**Exercise brief**. Transcribe the records word for word, leaving nothing out.

**Raw data**.
■ ■ ■
//! Raw mutators: the escape hatch around the navigation guarantees.

use serde_json::Value;

use crate::executor::StepwiseExecutor;
use crate::types::{ExecutionStatus, StepsAndHandlers};

/// Raw mutators for advanced callers, obtained from
/// [StepwiseExecutor::setters].
///
/// Everything here writes the execution record directly, bypassing the rules
/// the main surface maintains (status reset on navigation, output committed
/// only on success, sticky all-done). A cursor moved with
/// [set_current_step_only](RawSetters::set_current_step_only) keeps a status
/// that describes a different step. Use the main surface unless you need to
/// desynchronize on purpose.
pub struct RawSetters<'a> {
  executor: &'a StepwiseExecutor,
}

impl<'a> RawSetters<'a> {
  pub(crate) fn new(executor: &'a StepwiseExecutor) -> Self {
    Self { executor }
  }

  /// Sets the step cursor without resetting status. Prefer
  /// [StepwiseExecutor::next] or [StepwiseExecutor::move_to_step].
  pub fn set_current_step_only(&self, step: usize) {
    self.executor.lock_state().current_step = step;
  }

  /// Sets the cursor and resets status to NotStarted; the graceful move,
  /// identical to [StepwiseExecutor::move_to_step].
  pub fn set_current_step_and_reset(&self, step: usize) {
    self.executor.move_to_step(step);
  }

  /// Overwrites the shared cross-step value.
  pub fn set_shared_state(&self, value: Value) {
    self.executor.shared().replace(value);
  }

  /// Replaces the whole step registry. The status and cursor are left as they
  /// are, so the next `execute` runs whatever the cursor now points at.
  pub fn set_steps_and_handlers(&self, steps: StepsAndHandlers) {
    self.executor.lock_state().steps = steps;
  }

  /// Overwrites the committed chain output, which also reseeds the next
  /// chain's first handler.
  pub fn set_step_output(&self, output: Option<Value>) {
    self.executor.lock_state().step_output = output;
  }

  /// Overwrites the status, detaching it from any actual execution attempt.
  pub fn set_status(&self, status: ExecutionStatus) {
    self.executor.lock_state().status = status;
  }

  /// Overwrites the all-done flag; passing `false` is the only way to clear
  /// it once `next` on the last step has set it.
  pub fn set_all_done(&self, all_done: bool) {
    self.executor.lock_state().all_done = all_done;
  }
}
■ ■ ■
**Answer section**.
//! Raw mutators: the escape hatch around the navigation guarantees.

use serde_json::Value;

use crate::executor::StepwiseExecutor;
use crate::types::{ExecutionStatus, StepsAndHandlers};

/// Raw mutators for advanced callers, obtained from
/// [StepwiseExecutor::setters].
///
/// Everything here writes the execution record directly, bypassing the rules
/// the main surface maintains (status reset on navigation, output committed
/// only on success, sticky all-done). A cursor moved with
/// [set_current_step_only](RawSetters::set_current_step_only) keeps a status
/// that describes a different step. Use the main surface unless you need to
/// desynchronize on purpose.
pub struct RawSetters<'a> {
  executor: &'a StepwiseExecutor,
}

impl<'a> RawSetters<'a> {
  pub(crate) fn new(executor: &'a StepwiseExecutor) -> Self {
    Self { executor }
  }

  /// Sets the step cursor without resetting status. Prefer
  /// [StepwiseExecutor::next] or [StepwiseExecutor::move_to_step].
  pub fn set_current_step_only(&self, step: usize) {
    self.executor.lock_state().current_step = step;
  }

  /// Sets the cursor and resets status to NotStarted; the graceful move,
  /// identical to [StepwiseExecutor::move_to_step].
  pub fn set_current_step_and_reset(&self, step: usize) {
    self.executor.move_to_step(step);
  }

  /// Overwrites the shared cross-step value.
  pub fn set_shared_state(&self, value: Value) {
    self.executor.shared().replace(value);
  }

  /// Replaces the whole step registry. The status and cursor are left as they
  /// are, so the next `execute` runs whatever the cursor now points at.
  pub fn set_steps_and_handlers(&self, steps: StepsAndHandlers) {
    self.executor.lock_state().steps = steps;
  }

  /// Overwrites the committed chain output, which also reseeds the next
  /// chain's first handler.
  pub fn set_step_output(&self, output: Option<Value>) {
    self.executor.lock_state().step_output = output;
  }

  /// Overwrites the status, detaching it from any actual execution attempt.
  pub fn set_status(&self, status: ExecutionStatus) {
    self.executor.lock_state().status = status;
  }

  /// Overwrites the all-done flag; passing `false` is the only way to clear
  /// it once `next` on the last step has set it.
  pub fn set_all_done(&self, all_done: bool) {
    self.executor.lock_state().all_done = all_done;
  }
}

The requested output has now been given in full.